Mr. Chairman, Sir, if not for the fact that the Hon’ ble Minister had just taken over the Ministry of Health for a month, and I would want him to have a chance to prove himself, I would have moved a censure motion against him for his incompetence, irresponsibility and dereliction of duty.
In other countries, where is a great public concern over pollution, there would be a public outcry for his resignation.
Mr. Chairman, Sir, I hope that no Minister would ever come to this House and blithely disclaim responsibility for what happened in his Ministry, even before his own appointment, he should have caused investigations to be made and appropriate action taken, if these were not done before.
If a Minister could disclaim responsibility for what happened before his personal appointment, then it would make nonsense of the principle of Ministerial responsibility and accountability.

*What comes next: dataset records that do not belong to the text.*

use std::sync::Arc;

use axum::http::{HeaderValue, StatusCode, header};
use axum::response::{IntoResponse, Json, Response};
use chrono::{DateTime, Utc};
use serde_json::{Value, json};
use thiserror::Error;

use crate::utils::format_timestamp;

/// Seconds clients are told to wait after an injected `503`.
pub const RETRY_AFTER_SECS: u64 = 5;

#[derive(Clone, Debug, Error)]
#[cfg_attr(test, derive(PartialEq))]
#[error(transparent)]
// As long as the struct member is private, we force people to use the `new` method and log the error.
pub struct Error(Arc<ErrorDetails>);

impl Error {
    pub fn new(details: ErrorDetails) -> Self {
        details.log();
        Error(Arc::new(details))
    }

    pub fn status_code(&self) -> StatusCode {
        self.0.status_code()
    }

    pub fn get_details(&self) -> &ErrorDetails {
        &self.0
    }

    pub fn log(&self) {
        self.0.log();
    }
}

impl From<ErrorDetails> for Error {
    fn from(details: ErrorDetails) -> Self {
        Error::new(details)
    }
}

#[derive(Debug, Error)]
#[cfg_attr(test, derive(PartialEq))]
pub enum ErrorDetails {
    MissingApiKey,
    InvalidApiKey,
    RateLimited {
        limit: u32,
        retry_after: u64,
        reset: DateTime<Utc>,
    },
    ApiKeyNotFound {
        key_id: String,
    },
    SlotConflict {
        coach_id: String,
        start_time: Option<String>,
        end_time: Option<String>,
    },
    ServiceUnavailable {
        retry_after: u64,
    },
    MissingIdempotencyKey,
    ContactNotFound {
        contact_id: String,
    },
    InvalidRequest {
        message: String,
    },
    RouteNotFound {
        path: String,
        method: String,
    },
    Config {
        message: String,
    },
    Observability {
        message: String,
    },
    Server {
        message: String,
    },
}

impl ErrorDetails {
    /// Defines the error level for logging this error
    fn level(&self) -> tracing::Level {
        match self {
            ErrorDetails::MissingApiKey => tracing::Level::WARN,
            ErrorDetails::InvalidApiKey => tracing::Level::WARN,
            ErrorDetails::RateLimited { .. } => tracing::Level::WARN,
            ErrorDetails::ApiKeyNotFound { .. } => tracing::Level::WARN,
            ErrorDetails::SlotConflict { .. } => tracing::Level::INFO,
            ErrorDetails::ServiceUnavailable { .. } => tracing::Level::INFO,
            ErrorDetails::MissingIdempotencyKey => tracing::Level::WARN,
            ErrorDetails::ContactNotFound { .. } => tracing::Level::INFO,
            ErrorDetails::InvalidRequest { .. } => tracing::Level::WARN,
            ErrorDetails::RouteNotFound { .. } => tracing::Level::WARN,
            ErrorDetails::Config { .. } => tracing::Level::ERROR,
            ErrorDetails::Observability { .. } => tracing::Level::ERROR,
            ErrorDetails::Server { .. } => tracing::Level::ERROR,
        }
    }

    /// Defines the HTTP status code for responses involving this error
    fn status_code(&self) -> StatusCode {
        match self {
            ErrorDetails::MissingApiKey => StatusCode::BAD_REQUEST,
            ErrorDetails::InvalidApiKey => StatusCode::UNAUTHORIZED,
            ErrorDetails::RateLimited { .. } => StatusCode::TOO_MANY_REQUESTS,
            ErrorDetails::ApiKeyNotFound { .. } => StatusCode::NOT_FOUND,
            ErrorDetails::SlotConflict { .. } => StatusCode::CONFLICT,
            ErrorDetails::ServiceUnavailable { .. } => StatusCode::SERVICE_UNAVAILABLE,
            ErrorDetails::MissingIdempotencyKey => StatusCode::BAD_REQUEST,
            ErrorDetails::ContactNotFound { .. } => StatusCode::NOT_FOUND,
            ErrorDetails::InvalidRequest { .. } => StatusCode::BAD_REQUEST,
            ErrorDetails::RouteNotFound { .. } => StatusCode::NOT_FOUND,
            ErrorDetails::Config { .. } => StatusCode::INTERNAL_SERVER_ERROR,
            ErrorDetails::Observability { .. } => StatusCode::INTERNAL_SERVER_ERROR,
            ErrorDetails::Server { .. } => StatusCode::INTERNAL_SERVER_ERROR,
        }
    }

    /// Seconds a client should wait before retrying, if the condition is transient.
    pub fn retry_after(&self) -> Option<u64> {
        match self {
            ErrorDetails::RateLimited { retry_after, .. }
            | ErrorDetails::ServiceUnavailable { retry_after } => Some(*retry_after),
            _ => None,
        }
    }

    /// The JSON body sent to the client. Always carries an `error` message; some
    /// conditions add the fields clients need to react to them.
    pub fn response_body(&self) -> Value {
        let mut body = json!({ "error": self.to_string() });
        match self {
            ErrorDetails::MissingApiKey | ErrorDetails::InvalidApiKey => {
                body["valid"] = json!(false);
            }
            ErrorDetails::RateLimited {
                limit,
                retry_after,
                reset,
            } => {
                body["valid"] = json!(false);
                body["retry_after"] = json!(retry_after);
                body["limit"] = json!(limit);
                body["remaining"] = json!(0);
                body["reset"] = json!(format_timestamp(*reset));
            }
            ErrorDetails::SlotConflict {
                coach_id,
                start_time,
                end_time,
            } => {
                body["coach_id"] = json!(coach_id);
                body["start_time"] = json!(start_time);
                body["end_time"] = json!(end_time);
            }
            ErrorDetails::ServiceUnavailable { retry_after } => {
                body["retry_after"] = json!(retry_after);
            }
            _ => {}
        }
        body
    }

    pub fn log_at_level(&self, prefix: &str, level: tracing::Level) {
        match level {
            tracing::Level::ERROR => tracing::error!("{prefix}{self}"),
            tracing::Level::WARN => tracing::warn!("{prefix}{self}"),
            tracing::Level::INFO => tracing::info!("{prefix}{self}"),
            tracing::Level::DEBUG => tracing::debug!("{prefix}{self}"),
            tracing::Level::TRACE => tracing::trace!("{prefix}{self}"),
        }
    }

    /// Log the error using the `tracing` library
    pub fn log(&self) {
        self.log_at_level("", self.level());
    }
}

impl std::fmt::Display for ErrorDetails {
    fn fmt(&self, f: &mut std::fmt::Formatter<'_>) -> std::fmt::Result {
        match self {
            ErrorDetails::MissingApiKey => write!(f, "Missing API key"),
            ErrorDetails::InvalidApiKey => write!(f, "Invalid API key"),
            ErrorDetails::RateLimited { .. } => write!(f, "Rate limit exceeded"),
            ErrorDetails::ApiKeyNotFound { .. } => write!(f, "Key not found"),
            ErrorDetails::SlotConflict { .. } => write!(f, "Slot already blocked"),
            ErrorDetails::ServiceUnavailable { .. } => {
                write!(f, "Service temporarily unavailable")
            }
            ErrorDetails::MissingIdempotencyKey => {
                write!(f, "Missing X-Idempotency-Key header")
            }
            ErrorDetails::ContactNotFound { .. } => write!(f, "Contact not found"),
            ErrorDetails::InvalidRequest { message } => write!(f, "Invalid request: {message}"),
            ErrorDetails::RouteNotFound { path, method } => {
                write!(f, "Route not found: {method} {path}")
            }
            ErrorDetails::Config { message } => write!(f, "Configuration error: {message}"),
            ErrorDetails::Observability { message } => write!(f, "{message}"),
            ErrorDetails::Server { message } => write!(f, "Server error: {message}"),
        }
    }
}

impl IntoResponse for Error {
    /// Convert the (already logged) error into an Axum response
    fn into_response(self) -> Response {
        let details = self.get_details();
        let mut response = (self.status_code(), Json(details.response_body())).into_response();
        if let Some(retry_after) = details.retry_after() {
            response
                .headers_mut()
                .insert(header::RETRY_AFTER, HeaderValue::from(retry_after));
        }
        response
    }
}

impl From<serde_json::Error> for Error {
    fn from(err: serde_json::Error) -> Self {
        Self::new(ErrorDetails::InvalidRequest {
            message: err.to_string(),
        })
    }
}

The 50000 people of Kluang have a right to expect firm action of the Health Ministry to immediately put a stop the to the water pollution by the MTI. The question is not just a colouring of water, but dumping chemical dyes into the water.
The MTI can take steps to prevent colouring the water, but this does not stop pollution. It is only a big deception, which no responsible elected government of the people should condone.
Let not the people of Kluang and the country conclude that the MTI could get away with such anti-social and anti-people behaviour just because its Chairman is the MCA strongman in Johore, and State Executive Councillor, Dato Tan Peng Khoon, and whose subscribers include into Dato Chua Song Lim, another MCA Executive Councillor, the Dato Haji Othman bin Haji Mahamed Sa’at, the Mentri Besar of Johore, the MCA Multi-Purpose Co-operative Society of which Mr. Lee San Choon is Chairman, and other Alliance and MCA bigwigs.
Let us have firm government action to stop the pollution in Kluang. Stop the production of the MTI unless it could carry out its production without polluting the water supply. After all, the factory was built, and had been in operation, without plan approval.
I will not allow this matter to rest unless the water pollution in Kluang is brought to an end.